For this exercise, return exactly the lines of the material below that begin at the one with "if total + len" and stop after the one with "total += len;".

BEGIN

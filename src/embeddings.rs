use crate::chunking::TextChunk;
use crate::error::{RagError, Result};
use crate::gemini::{GeminiClient, TaskType};

pub use crate::gemini::Embedding;

/// Maps texts to fixed-dimension vectors
#[allow(async_fn_in_trait)]
pub trait Embedder {
    /// Embed texts that will be stored in the index, one vector per text
    async fn embed_documents(&self, texts: &[String]) -> Result<Vec<Embedding>>;

    /// Embed a question for retrieval
    async fn embed_query(&self, text: &str) -> Result<Embedding>;
}

impl Embedder for GeminiClient {
    async fn embed_documents(&self, texts: &[String]) -> Result<Vec<Embedding>> {
        self.batch_embed_contents(texts, TaskType::RetrievalDocument)
            .await
    }

    async fn embed_query(&self, text: &str) -> Result<Embedding> {
        self.embed_content(text, TaskType::RetrievalQuery).await
    }
}

/// Represents an embedding with its associated chunk
#[derive(Debug, Clone)]
pub struct EmbeddedChunk {
    pub chunk: TextChunk,
    pub embedding: Embedding,
}

/// Embed every chunk, pairing each chunk with its vector
pub async fn embed_chunks<E: Embedder>(
    embedder: &E,
    chunks: Vec<TextChunk>,
) -> Result<Vec<EmbeddedChunk>> {
    if chunks.is_empty() {
        return Ok(Vec::new());
    }

    let texts: Vec<String> = chunks.iter().map(|chunk| chunk.text.clone()).collect();
    let embeddings = embedder.embed_documents(&texts).await?;

    if embeddings.len() != chunks.len() {
        return Err(RagError::EmbeddingService(format!(
            "Expected {} embeddings, received {}",
            chunks.len(),
            embeddings.len()
        )));
    }

    Ok(chunks
        .into_iter()
        .zip(embeddings)
        .map(|(chunk, embedding)| EmbeddedChunk { chunk, embedding })
        .collect())
}
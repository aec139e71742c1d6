use crate::config::RagConfig;
use crate::error::{RagError, Result};
use std::collections::VecDeque;

/// Separators tried in order, from paragraph breaks down to single characters
const DEFAULT_SEPARATORS: [&str; 4] = ["\n\n", "\n", " ", ""];

/// Represents a text chunk with metadata
#[derive(Debug, Clone, PartialEq)]
pub struct TextChunk {
    /// The actual text content of this chunk
    pub text: String,
    /// Position of this chunk in the split sequence
    pub chunk_index: usize,
    /// Estimated token count for this chunk
    pub token_count: usize,
}

/// Recursive character splitter.
///
/// Text is cut at the coarsest separator it contains. Pieces that are still
/// too long are cut again with the next separator, and the resulting pieces
/// are merged back into chunks of at most `chunk_size` characters. Each new
/// chunk starts with the tail of the previous one, up to `chunk_overlap`
/// characters. Lengths are counted in `char`s, not bytes.
#[derive(Debug, Clone)]
pub struct TextSplitter {
    chunk_size: usize,
    chunk_overlap: usize,
    separators: Vec<&'static str>,
}

impl TextSplitter {
    pub fn new(chunk_size: usize, chunk_overlap: usize) -> Result<Self> {
        if chunk_size == 0 {
            return Err(RagError::Configuration(
                "chunk size must be greater than zero".to_string(),
            ));
        }
        if chunk_overlap > chunk_size {
            return Err(RagError::Configuration(format!(
                "chunk overlap ({}) is larger than chunk size ({})",
                chunk_overlap, chunk_size
            )));
        }

        Ok(TextSplitter {
            chunk_size,
            chunk_overlap,
            separators: DEFAULT_SEPARATORS.to_vec(),
        })
    }

    pub fn from_config(config: &RagConfig) -> Result<Self> {
        Self::new(config.chunk_size, config.chunk_overlap)
    }

    pub fn chunk_size(&self) -> usize {
        self.chunk_size
    }

    pub fn chunk_overlap(&self) -> usize {
        self.chunk_overlap
    }

    /// Split text into chunk strings
    pub fn split_text(&self, text: &str) -> Vec<String> {
        self.split_recursive(text, &self.separators)
    }

    /// Split text into indexed chunks
    pub fn split_into_chunks(&self, text: &str) -> Vec<TextChunk> {
        self.split_text(text)
            .into_iter()
            .enumerate()
            .map(|(chunk_index, text)| TextChunk {
                token_count: estimate_token_count(&text),
                text,
                chunk_index,
            })
            .collect()
    }

    fn split_recursive(&self, text: &str, separators: &[&'static str]) -> Vec<String> {
        // Pick the first separator present in the text; "" always matches
        let mut separator = separators.last().copied().unwrap_or("");
        let mut finer: &[&'static str] = &[];
        for (i, candidate) in separators.iter().enumerate() {
            if candidate.is_empty() {
                separator = candidate;
                break;
            }
            if text.contains(candidate) {
                separator = candidate;
                finer = &separators[i + 1..];
                break;
            }
        }

        let mut chunks = Vec::new();
        let mut small_pieces: Vec<&str> = Vec::new();

        for piece in split_keeping_separator(text, separator) {
            if char_len(piece) < self.chunk_size {
                small_pieces.push(piece);
                continue;
            }

            if !small_pieces.is_empty() {
                chunks.extend(self.merge_pieces(&small_pieces));
                small_pieces.clear();
            }

            if finer.is_empty() {
                chunks.push(piece.to_string());
            } else {
                chunks.extend(self.split_recursive(piece, finer));
            }
        }

        if !small_pieces.is_empty() {
            chunks.extend(self.merge_pieces(&small_pieces));
        }

        chunks
    }

    /// Greedily merge pieces into chunks, carrying an overlap window forward
    fn merge_pieces(&self, pieces: &[&str]) -> Vec<String> {
        let mut chunks = Vec::new();
        let mut window: VecDeque<(&str, usize)> = VecDeque::new();
        let mut total = 0;

        for &piece in pieces {
            let len = char_len(piece);

            if total + len > self.chunk_size && !window.is_empty() {
                if let Some(chunk) = join_window(&window) {
                    chunks.push(chunk);
                }

                // Shrink the window until it fits the overlap and leaves room for `piece`
                while total > self.chunk_overlap || (total + len > self.chunk_size && total > 0)
                {
                    match window.pop_front() {
                        Some((_, dropped)) => total -= dropped,
                        None => break,
                    }
                }
            }

            window.push_back((piece, len));
            total += len;
        }

        if let Some(chunk) = join_window(&window) {
            chunks.push(chunk);
        }

        chunks
    }
}

/// Split text with the library defaults (10000 characters, 1000 overlap)
pub fn split_into_chunks(text: &str) -> Vec<TextChunk> {
    TextSplitter {
        chunk_size: crate::config::DEFAULT_CHUNK_SIZE,
        chunk_overlap: crate::config::DEFAULT_CHUNK_OVERLAP,
        separators: DEFAULT_SEPARATORS.to_vec(),
    }
    .split_into_chunks(text)
}

/// Split at `separator`, attaching each separator to the piece that follows it.
/// An empty separator splits into single characters.
fn split_keeping_separator<'a>(text: &'a str, separator: &str) -> Vec<&'a str> {
    if separator.is_empty() {
        return text
            .char_indices()
            .map(|(i, c)| &text[i..i + c.len_utf8()])
            .collect();
    }

    let mut pieces = Vec::new();
    let mut start = 0;
    for (pos, _) in text.match_indices(separator) {
        pieces.push(&text[start..pos]);
        start = pos;
    }
    pieces.push(&text[start..]);

    pieces.into_iter().filter(|p| !p.is_empty()).collect()
}

fn join_window(window: &VecDeque<(&str, usize)>) -> Option<String> {
    let joined: String = window.iter().map(|(piece, _)| *piece).collect();
    let trimmed = joined.trim();
    if trimmed.is_empty() {
        None
    } else {
        Some(trimmed.to_string())
    }
}

fn char_len(text: &str) -> usize {
    text.chars().count()
}

/// Calculate approximate token count for a text
/// This is a very simple estimation - words plus punctuation
pub fn estimate_token_count(text: &str) -> usize {
    let words = text.split_whitespace().count();
    let punctuation = text.chars().filter(|c| c.is_ascii_punctuation()).count();
    words + punctuation
}

#[cfg(test)]
mod tests {
    use super::*;

    fn letters(n: usize) -> String {
        (0..n)
            .map(|i| (b'a' + (i % 26) as u8) as char)
            .collect()
    }

    #[test]
    fn test_empty_input_yields_no_chunks() {
        assert!(split_into_chunks("").is_empty());
        assert!(split_into_chunks("   \n\n  ").is_empty());
    }

    #[test]
    fn test_short_text_is_a_single_chunk() {
        let chunks = split_into_chunks("Hello world.\n\nSecond paragraph.");
        assert_eq!(chunks.len(), 1);
        assert_eq!(chunks[0].text, "Hello world.\n\nSecond paragraph.");
        assert_eq!(chunks[0].chunk_index, 0);
    }

    #[test]
    fn test_unbroken_text_overlaps_exactly() {
        let text = letters(25_000);
        let chunks = split_into_chunks(&text);

        assert_eq!(chunks.len(), 3);
        assert_eq!(chunks[0].text.chars().count(), 10_000);
        assert_eq!(chunks[1].text.chars().count(), 10_000);
        assert_eq!(chunks[2].text.chars().count(), 7_000);

        for pair in chunks.windows(2) {
            let tail: String = pair[0].text.chars().skip(9_000).collect();
            let head: String = pair[1].text.chars().take(1_000).collect();
            assert_eq!(tail, head);
        }

        // Dropping the overlap from every chunk after the first rebuilds the text
        let mut rebuilt = chunks[0].text.clone();
        for chunk in &chunks[1..] {
            rebuilt.extend(chunk.text.chars().skip(1_000));
        }
        assert_eq!(rebuilt, text);
    }

    #[test]
    fn test_chunks_respect_size_and_overlap_bounds() {
        let splitter = TextSplitter::new(200, 50).unwrap();
        // Numbered words keep the text aperiodic, so overlaps can be measured
        let words: Vec<String> = (0..300).map(|i| format!("w{}", i)).collect();
        let text = format!(
            "{}\n\n{}\n{}",
            words[..100].join(" "),
            words[100..200].join(" "),
            words[200..].join(" ")
        );

        let chunks = splitter.split_text(&text);
        assert!(chunks.len() > 1);

        for chunk in &chunks {
            assert!(chunk.chars().count() <= 200, "chunk too long: {}", chunk.len());
            assert!(text.contains(chunk.as_str()), "chunk is not a substring");
        }

        for pair in chunks.windows(2) {
            // The longest suffix of one chunk that prefixes the next is the overlap
            let overlap = (1..=pair[0].len())
                .rev()
                .filter(|n| pair[0].is_char_boundary(pair[0].len() - n))
                .find(|n| pair[1].starts_with(&pair[0][pair[0].len() - n..]))
                .unwrap_or(0);
            assert!(overlap <= 50, "overlap of {} exceeds 50", overlap);
        }
    }

    #[test]
    fn test_prefers_paragraph_boundaries() {
        let splitter = TextSplitter::new(30, 0).unwrap();
        let chunks = splitter.split_text("first paragraph here\n\nsecond paragraph here");
        assert_eq!(chunks, vec!["first paragraph here", "second paragraph here"]);
    }

    #[test]
    fn test_multibyte_text_is_counted_in_chars() {
        let splitter = TextSplitter::new(10, 2).unwrap();
        let text = "ééééééééééééééééééééééé";
        let chunks = splitter.split_text(text);
        assert!(chunks.iter().all(|c| c.chars().count() <= 10));
        assert_eq!(chunks[0].chars().count(), 10);
    }

    #[test]
    fn test_overlap_larger_than_size_is_rejected() {
        assert!(TextSplitter::new(10, 11).is_err());
        assert!(TextSplitter::new(0, 0).is_err());
    }

    #[test]
    fn test_split_keeping_separator() {
        assert_eq!(
            split_keeping_separator("a\n\n\n\nb", "\n\n"),
            vec!["a", "\n\n", "\n\nb"]
        );
        assert_eq!(split_keeping_separator("ab", ""), vec!["a", "b"]);
    }

    #[test]
    fn test_estimate_token_count() {
        assert_eq!(estimate_token_count("Hello, world!"), 4);
        assert_eq!(estimate_token_count(""), 0);
    }
}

END

Result of the task:
            if total + len > self.chunk_size && !window.is_empty() {
                if let Some(chunk) = join_window(&window) {
                    chunks.push(chunk);
                }

                // Shrink the window until it fits the overlap and leaves room for `piece`
                while total > self.chunk_overlap || (total + len > self.chunk_size && total > 0)
                {
                    match window.pop_front() {
                        Some((_, dropped)) => total -= dropped,
                        None => break,
                    }
                }
            }

            window.push_back((piece, len));
            total += len;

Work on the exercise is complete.